Key training parameters include the random seed, number of forward passes, stopping rules, cut formulation, and forward/backward pass modes. The stopping_mode controls how multiple rules combine ("any" = OR, "all" = AND).

Validation: At least one iteration_limit rule must be present in the stopping_rules array.

For the complete stopping rule types and their parameters, see Configuration Reference.

2.3 Policy Directory Configuration

FieldTypeDefaultDescription
pathstring"./policy"Directory for policy data (cuts, states, vertices, basis)
modestring"fresh"How to initialize: "fresh", "warm_start", or "resume"
validate_compatibilitybooltrueVerify state dimension and entity compatibility when loading

Policy Modes:

ModeBehavior
freshStart from scratch. Ignore any existing data in policy/.
warm_startLoad existing cuts/states to initialize, but reset iteration count and use fresh RNG seed.
resumeLoad full algorithm state including RNG, iteration count. Continue exactly where interrupted.

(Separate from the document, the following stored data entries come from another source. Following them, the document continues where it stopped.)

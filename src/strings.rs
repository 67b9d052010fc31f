#![forbid(unsafe_code)]

use std::collections::{BTreeMap, HashMap};
use std::fmt::Display;

macro_rules! string_ids {
    ($($id:ident => $key:literal, $text:literal;)*) => {
        #[derive(Debug, Clone, Copy, PartialEq, Eq, Hash)]
        pub enum StringId {
            $($id,)*
        }

        impl StringId {
            pub const ALL: &'static [StringId] = &[$(StringId::$id,)*];

            pub fn key(self) -> &'static str {
                match self {
                    $(StringId::$id => $key,)*
                }
            }

            fn english(self) -> &'static str {
                match self {
                    $(StringId::$id => $text,)*
                }
            }
        }
    };
}

string_ids! {
    AppTitle => "app_title", "f256commander";
    Welcome => "welcome", "Ready. Tab switches panels, Enter opens, q quits.";
    HeaderName => "header_name", "Name";
    HeaderType => "header_type", "Type";
    HeaderSize => "header_size", "Size";
    HeaderBank => "header_bank", "Bank";
    HeaderAddr => "header_addr", "Addr";
    SortName => "sort_name", "Name";
    SortSize => "sort_size", "Size";
    SortType => "sort_type", "Type";
    SortFixed => "sort_fixed", "Bank order";
    NoSelection => "no_selection", "Nothing selected";
    DiskOnly => "disk_only", "Only available on disk devices";
    MemoryOnly => "memory_only", "Only available for memory banks";
    DeviceShown => "device_shown", "Now showing {}";
    RefreshFailed => "refresh_failed", "Could not read {}: {}";
    MkdirTitle => "mkdir_title", "Make directory";
    MkdirPrompt => "mkdir_prompt", "Name for the new folder:";
    MkdirDone => "mkdir_done", "Created folder {}";
    MkdirFailed => "mkdir_failed", "Could not create folder {}: {}";
    FormatTitle => "format_title", "Format drive";
    FormatConfirm => "format_confirm", "All data on {} will be erased. Continue?";
    FormatPrompt => "format_prompt", "Volume name:";
    FormatDone => "format_done", "Formatted {} as {}";
    FormatFailed => "format_failed", "Format of {} failed: {}";
    RenameTitle => "rename_title", "Rename";
    RenamePrompt => "rename_prompt", "New name for {}:";
    RenameDone => "rename_done", "Renamed {} to {}";
    RenameFailed => "rename_failed", "Could not rename {}: {}";
    DeleteTitle => "delete_title", "Delete";
    DeleteConfirm => "delete_confirm", "Delete {}?";
    DeleteDone => "delete_done", "Deleted {}";
    DeleteFailed => "delete_failed", "Could not delete {}: {}";
    CopyTitle => "copy_title", "Copy";
    CopyOverwrite => "copy_overwrite", "{} already exists. Overwrite?";
    CopyPrompt => "copy_prompt", "Save bank {} as:";
    CopyDone => "copy_done", "Copied {} to {}";
    CopyFailed => "copy_failed", "Copy of {} failed: {}";
    CopyFolder => "copy_folder", "Folders cannot be copied: {}";
    ViewFailed => "view_failed", "Could not show {}: {}";
    OpenFailed => "open_failed", "Could not open {}: {}";
    FontLoaded => "font_loaded", "Loaded font {}";
    Launching => "launching", "Launching {}";
    BasicStaged => "basic_staged", "Starting BASIC with {} ({} bytes)";
    FillTitle => "fill_title", "Fill bank";
    FillPrompt => "fill_prompt", "Fill bank {} with hex byte:";
    FillInvalid => "fill_invalid", "Not a hex byte: {}";
    FillDone => "fill_done", "Filled bank {} with ${}";
    FillFailed => "fill_failed", "Could not write bank {}: {}";
    ClearTitle => "clear_title", "Clear bank";
    ClearConfirm => "clear_confirm", "Set every byte of bank {} to zero?";
    ClearDone => "clear_done", "Cleared bank {}";
    BankProtected => "bank_protected", "Bank {} is write-protected";
    ViewerMore => "viewer_more", "-- more -- any key continues, Esc quits";
    ViewerEnd => "viewer_end", "-- end -- press any key";
    DialogYesNo => "dialog_yes_no", "Y = Yes    N = No";
    DialogInput => "dialog_input", "Enter = OK    Esc = Cancel";
}

#[derive(Debug, Clone, Default)]
pub struct StringTable {
    overrides: HashMap<StringId, String>,
}

impl StringTable {
    pub fn english() -> Self {
        Self::default()
    }

    pub fn with_overrides(overrides: &BTreeMap<String, String>) -> (Self, Vec<String>) {
        let mut table = Self::default();
        let mut unknown = Vec::new();
        for (key, text) in overrides {
            match StringId::ALL.iter().find(|id| id.key() == key) {
                Some(id) => {
                    table.overrides.insert(*id, text.clone());
                }
                None => unknown.push(key.clone()),
            }
        }
        (table, unknown)
    }

    pub fn lookup(&self, id: StringId) -> &str {
        self.overrides.get(&id).map(String::as_str).unwrap_or_else(|| id.english())
    }

    /// Fills the template's `{}` placeholders with `args` in order. Surplus
    /// placeholders render empty.
    pub fn format(&self, id: StringId, args: &[&dyn Display]) -> String {
        let template = self.lookup(id);
        let mut out = String::with_capacity(template.len() + 16);
        let mut args = args.iter();
        let mut rest = template;
        while let Some(pos) = rest.find("{}") {
            out.push_str(&rest[..pos]);
            if let Some(arg) = args.next() {
                out.push_str(&arg.to_string());
            }
            rest = &rest[pos + 2..];
        }
        out.push_str(rest);
        out
    }
}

2.4 Simulation Configuration

FieldTypeDefaultDescription
enabledboolfalseEnable post-training simulation
num_scenariosi322000Number of simulation scenarios
policy_typestring"outer""outer" (cuts) or "inner" (vertices)
scenario_sourceobject(inherit)Per-class scenario source (same format as training.scenario_source). When absent, falls back to training.scenario_source.
io_channel_capacityu3264Bounded channel capacity between simulation threads and the I/O writer thread

2.5 Training Solver Configuration (training.solver)

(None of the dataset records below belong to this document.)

#![forbid(unsafe_code)]

use crate::entry::{Entry, NewEntry, compare_name, compare_size, compare_type};
use crate::error::HostResult;
use crate::host::Host;
use crate::model::{DeviceId, FileType, ListItem, Listing, SortBy, hint_from_extension, join_path, parent_path};

#[derive(Debug, Clone)]
pub struct Folder {
    device: DeviceId,
    path: String,
    files: Vec<Entry>,
    current_row: Option<usize>,
}

impl Folder {
    pub fn new(device: DeviceId) -> Self {
        Self::at(device, &device.root_path())
    }

    pub fn at(device: DeviceId, path: &str) -> Self {
        Self { device, path: path.to_string(), files: Vec::new(), current_row: None }
    }

    pub fn device(&self) -> DeviceId {
        self.device
    }

    pub fn path(&self) -> &str {
        &self.path
    }

    pub fn parent_path(&self) -> Option<String> {
        parent_path(&self.path)
    }

    pub fn child_path(&self, name: &str) -> String {
        join_path(&self.path, name)
    }

    pub fn clear(&mut self) {
        self.files.clear();
        self.current_row = None;
    }

    /// Rebuilds the listing from the host. Existing entries are dropped
    /// first, so a failed listing leaves the folder empty.
    pub fn populate(&mut self, host: &mut dyn Host) -> HostResult<()> {
        self.clear();
        let items = host.list_dir(&self.path)?;
        if let Some(parent) = self.parent_path() {
            match Entry::create(NewEntry {
                name: Some(".."),
                path: &parent,
                is_directory: true,
                size: 0,
                type_hint: FileType::Directory,
                device: self.device,
                unit: 0,
                row: 0,
            }) {
                Ok(entry) => self.files.push(entry),
                Err(err) => log::warn!("no parent link for {}: {err}", self.path),
            }
        }
        for item in items {
            let path = self.child_path(&item.name);
            let row = self.files.len();
            let created = Entry::create(NewEntry {
                name: Some(&item.name),
                path: &path,
                is_directory: item.is_dir,
                size: item.size,
                type_hint: hint_from_extension(&item.name),
                device: self.device,
                unit: 0,
                row,
            });
            match created {
                Ok(entry) => self.files.push(entry),
                Err(err) => log::warn!("skipping {path}: {err}"),
            }
        }
        log::debug!("listed {} entries in {}", self.files.len(), self.path);
        Ok(())
    }

    pub fn sort(&mut self, sort_by: SortBy) {
        let start = usize::from(self.files.first().is_some_and(Entry::is_parent_link));
        let after: fn(&Entry, &Entry) -> bool = match sort_by {
            SortBy::Name => compare_name,
            SortBy::Size => compare_size,
            SortBy::Type => compare_type,
        };
        self.files[start..].sort_by(|a, b| SortBy::ordering(after, a, b));
        for (row, entry) in self.files.iter_mut().enumerate() {
            entry.position_mut().absolute_row = row;
        }
    }

    pub fn current_file(&self) -> Option<&Entry> {
        self.current_item()
    }

    pub fn current_file_mut(&mut self) -> Option<&mut Entry> {
        let row = self.current_row?;
        self.files.get_mut(row)
    }

    pub fn find_row_by_name(&self, name: &str) -> Option<usize> {
        self.files
            .iter()
            .position(|entry| entry.name() == name)
            .or_else(|| self.files.iter().position(|entry| entry.name().eq_ignore_ascii_case(name)))
    }
}

impl Listing for Folder {
    type Item = Entry;

    fn items(&self) -> &[Entry] {
        &self.files
    }

    fn items_mut(&mut self) -> &mut [Entry] {
        &mut self.files
    }

    fn current_row(&self) -> Option<usize> {
        self.current_row
    }

    fn set_current_row(&mut self, row: Option<usize>) {
        self.current_row = row.filter(|&r| r < self.files.len());
    }
}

LP solver retry parameters for the training phase. These control how aggressively the solver retries failed LP solves before propagating a hard error.

FieldTypeDefaultDescription
retry_max_attemptsu325Maximum solver retry attempts before propagating a hard error
retry_time_budget_secondsf6430.0Total time budget in seconds across all retry attempts per solve

Note: The training.enabled field (boolean, default true) controls whether the training phase runs. When false, training is skipped and the solver proceeds directly to simulation using a previously-computed policy.

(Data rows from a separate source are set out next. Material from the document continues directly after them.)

#![forbid(unsafe_code)]

use std::collections::VecDeque;

use crate::console::{Color, Console, fit};
use crate::theme::ThemeColors;

pub const LOG_ROWS: usize = 7;
pub const LOG_COLS: usize = 78;
pub const LOG_X: u16 = 1;
pub const LOG_Y: u16 = 52;

#[derive(Debug, Clone)]
pub struct MessageLog {
    rows: VecDeque<String>,
    lines_since_ack: usize,
    x: u16,
    y: u16,
    fg: Color,
    bg: Color,
}

impl MessageLog {
    pub fn new(theme: &ThemeColors) -> Self {
        Self::at(LOG_X, LOG_Y, theme.log_fg, theme.log_bg)
    }

    pub fn at(x: u16, y: u16, fg: Color, bg: Color) -> Self {
        let rows = (0..LOG_ROWS).map(|_| " ".repeat(LOG_COLS)).collect();
        Self { rows, lines_since_ack: 0, x, y, fg, bg }
    }

    pub fn rows(&self) -> impl Iterator<Item = &str> {
        self.rows.iter().map(String::as_str)
    }

    pub fn lines_since_ack(&self) -> usize {
        self.lines_since_ack
    }

    pub fn acknowledge(&mut self) {
        self.lines_since_ack = 0;
    }

    pub fn clear(&mut self, console: &mut dyn Console) {
        for row in self.rows.iter_mut() {
            *row = " ".repeat(LOG_COLS);
        }
        self.refresh_display(console);
    }

    pub fn refresh_display(&self, console: &mut dyn Console) {
        for (idx, row) in self.rows.iter().enumerate() {
            let width = row.chars().count();
            if width > LOG_COLS {
                log::warn!("log row {idx} is {width} columns wide, truncating");
            }
            let text = fit(row, LOG_COLS);
            console.draw_text(self.x, self.y + idx as u16, &text, self.fg, self.bg);
        }
    }

    /// Word-wraps `text` into the log. Never blocks: once a screenful has
    /// gone by without a key press the counter simply starts over.
    pub fn post_message(&mut self, console: &mut dyn Console, text: &str) {
        if self.lines_since_ack >= LOG_ROWS {
            self.lines_since_ack = 0;
        }
        for line in wrap(text, LOG_COLS) {
            self.push_row(console, &line);
            self.lines_since_ack += 1;
        }
    }

    fn push_row(&mut self, console: &mut dyn Console, line: &str) {
        self.rows.pop_front();
        self.rows.push_back(fit(line, LOG_COLS));
        self.refresh_display(console);
    }
}

impl Default for MessageLog {
    fn default() -> Self {
        Self::new(&ThemeColors::classic())
    }
}

/// Splits `text` into rows of at most `width` characters.
///
/// A row longer than `width` is cut at the last space at or before index
/// `width`; the spaces at the cut are dropped. With no space in range the
/// row is cut hard at `width`. A cut that uses up the text adds no blank
/// row. Newlines always start a new row.
pub fn wrap(text: &str, width: usize) -> Vec<String> {
    let mut rows = Vec::new();
    if width == 0 {
        return rows;
    }
    for line in text.split('\n') {
        let mut rest: Vec<char> = line.trim_end_matches('\r').chars().collect();
        let mut was_cut = false;
        while rest.len() > width {
            let cut = (1..=width).rev().find(|&idx| rest[idx] == ' ');
            let (row, skip) = match cut {
                Some(idx) => (rest[..idx].iter().collect::<String>(), idx + 1),
                None => (rest[..width].iter().collect::<String>(), width),
            };
            rows.push(row);
            rest.drain(..skip);
            let spaces = rest.iter().take_while(|&&ch| ch == ' ').count();
            rest.drain(..spaces);
            was_cut = true;
        }
        if !(was_cut && rest.is_empty()) {
            rows.push(rest.into_iter().collect());
        }
    }
    rows
}

#[cfg(test)]
mod tests {
    use super::*;
    use crate::mock::MockConsole;

    #[test]
    fn short_message_becomes_one_padded_row() {
        let mut console = MockConsole::new();
        let mut log = MessageLog::default();
        log.post_message(&mut console, "Copied a.txt");
        let rows: Vec<_> = log.rows().collect();
        assert_eq!(rows[LOG_ROWS - 1], fit("Copied a.txt", LOG_COLS));
        assert_eq!(rows[LOG_ROWS - 1].chars().count(), LOG_COLS);
        assert!(rows[..LOG_ROWS - 1].iter().all(|row| row.trim().is_empty()));
        assert_eq!(console.grid().text_at(LOG_X, LOG_Y + 6, 12), "Copied a.txt");
    }

    #[test]
    fn space_at_width_splits_into_two_lossless_rows() {
        let first = "a".repeat(LOG_COLS);
        let second = "b".repeat(LOG_COLS - 1);
        let text = format!("{first} {second}");
        assert_eq!(text.len(), 2 * LOG_COLS);
        let rows = wrap(&text, LOG_COLS);
        assert_eq!(rows.len(), 2);
        assert!(rows.iter().all(|row| row.chars().count() <= LOG_COLS));
        assert_eq!(format!("{} {}", rows[0].trim(), rows[1].trim()), text);
    }

    #[test]
    fn wrap_prefers_the_last_space_and_hard_cuts_without_one() {
        assert_eq!(wrap("one two three", 9), vec!["one two", "three"]);
        assert_eq!(wrap("abcdefghij", 4), vec!["abcd", "efgh", "ij"]);
        assert_eq!(wrap("top\nbottom", 20), vec!["top", "bottom"]);
    }

    #[test]
    fn runs_of_spaces_at_a_cut_are_dropped() {
        assert_eq!(wrap("aaaaa  bbbbb", 5), vec!["aaaaa", "bbbbb"]);
        assert_eq!(wrap("abcdefgh   ij", 4), vec!["abcd", "efgh", "ij"]);
    }

    #[test]
    fn trailing_space_at_the_cut_posts_no_blank_row() {
        let mut console = MockConsole::new();
        let mut log = MessageLog::default();
        log.post_message(&mut console, "keep me");
        let long = format!("{} ", "x".repeat(LOG_COLS));
        assert_eq!(wrap(&long, LOG_COLS), vec!["x".repeat(LOG_COLS)]);
        log.post_message(&mut console, &long);
        let rows: Vec<_> = log.rows().collect();
        assert_eq!(rows[LOG_ROWS - 2].trim(), "keep me");
        assert_eq!(rows[LOG_ROWS - 1], "x".repeat(LOG_COLS));
        assert_eq!(log.lines_since_ack(), 2);
    }

    #[test]
    fn oldest_rows_scroll_off_the_top() {
        let mut console = MockConsole::new();
        let mut log = MessageLog::default();
        for idx in 0..(LOG_ROWS + 2) {
            log.post_message(&mut console, &format!("message {idx}"));
        }
        let first = log.rows().next().map(str::trim).map(str::to_string);
        assert_eq!(first.as_deref(), Some("message 2"));
    }

    #[test]
    fn counter_resets_instead_of_blocking() {
        let mut console = MockConsole::new();
        let mut log = MessageLog::default();
        for _ in 0..LOG_ROWS {
            log.post_message(&mut console, "x");
        }
        assert_eq!(log.lines_since_ack(), LOG_ROWS);
        log.post_message(&mut console, "y");
        assert_eq!(log.lines_since_ack(), 1);
        assert_eq!(console.keys_read(), 0);
        log.acknowledge();
        assert_eq!(log.lines_since_ack(), 0);
    }

    #[test]
    fn clear_blanks_memory_and_screen() {
        let mut console = MockConsole::new();
        let mut log = MessageLog::default();
        log.post_message(&mut console, "hello");
        log.clear(&mut console);
        assert!(log.rows().all(|row| row.trim().is_empty()));
        assert!(console.grid().row_text(LOG_Y + 6).trim().is_empty());
    }

    mod properties {
        use super::super::wrap;
        use proptest::prelude::*;

        proptest! {
            #[test]
            fn rows_never_exceed_width(text in "[a-z ]{0,300}", width in 1usize..90) {
                for row in wrap(&text, width) {
                    prop_assert!(row.chars().count() <= width);
                }
            }

            #[test]
            fn wrapping_keeps_every_non_space_character(text in "[a-z ]{0,300}", width in 1usize..90) {
                let original: String = text.chars().filter(|c| *c != ' ').collect();
                let wrapped: String = wrap(&text, width).concat().chars().filter(|c| *c != ' ').collect();
                prop_assert_eq!(original, wrapped);
            }

            #[test]
            fn only_empty_input_yields_an_empty_row(text in "[a-z ]{1,300}", width in 1usize..90) {
                for row in wrap(&text, width) {
                    prop_assert!(!row.is_empty());
                }
            }
        }
    }
}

2.6 Estimation Configuration (estimation)

Controls automatic parameter estimation when historical inflow data is provided without explicit model statistics or AR coefficients. All fields are optional and fall back to defaults.

FieldTypeDefaultDescription
max_orderu326Maximum lag order considered during autoregressive model fitting
order_selectionstring"pacf"Order selection criterion: "pacf" (periodic partial autocorrelation). The value "fixed" is a deprecated alias for "pacf" and should not be used in new configurations.
min_observations_per_seasonu3230Minimum observations required per (entity, season) group to proceed with estimation
max_coefficient_magnitudef64 or nullnullMaximum allowed absolute AR coefficient; pairs exceeding this are reduced to order 0

3. Penalties and Costs (Summary)

The LP must always be feasible. Penalty costs on slack variables ensure this by allowing constraint violations at a high cost. Cobre uses a three-tier cascade for penalty resolution:

  1. Global defaults in penalties.json (required)
  2. Entity overrides inline in entity JSON files (optional)
  3. Stage overrides in per-entity-type Parquet files (optional, sparse)

Penalties are divided into three categories:

CategoryExamplesPurposeTypical Range
Recourse slacksdeficit_*, excess_costEnsure LP feasibility when demand cannot be met100–10,000 $/unit
Constraint violation penalties*_violation_*_cost, generic_violation_costAllow soft constraint violations at a cost (policy shaping)50–5,000 $/unit
Regularization costsspillage_cost, diversion_cost, exchange_cost, fpha_turbined_cost, curtailment_costDiscourage undesirable but feasible operations0.001–10 $/unit

For the complete penalty specification — including penalties.json schema, entity override format, stage-varying override schemas, resolution semantics, and the full penalty inventory — see Penalty System.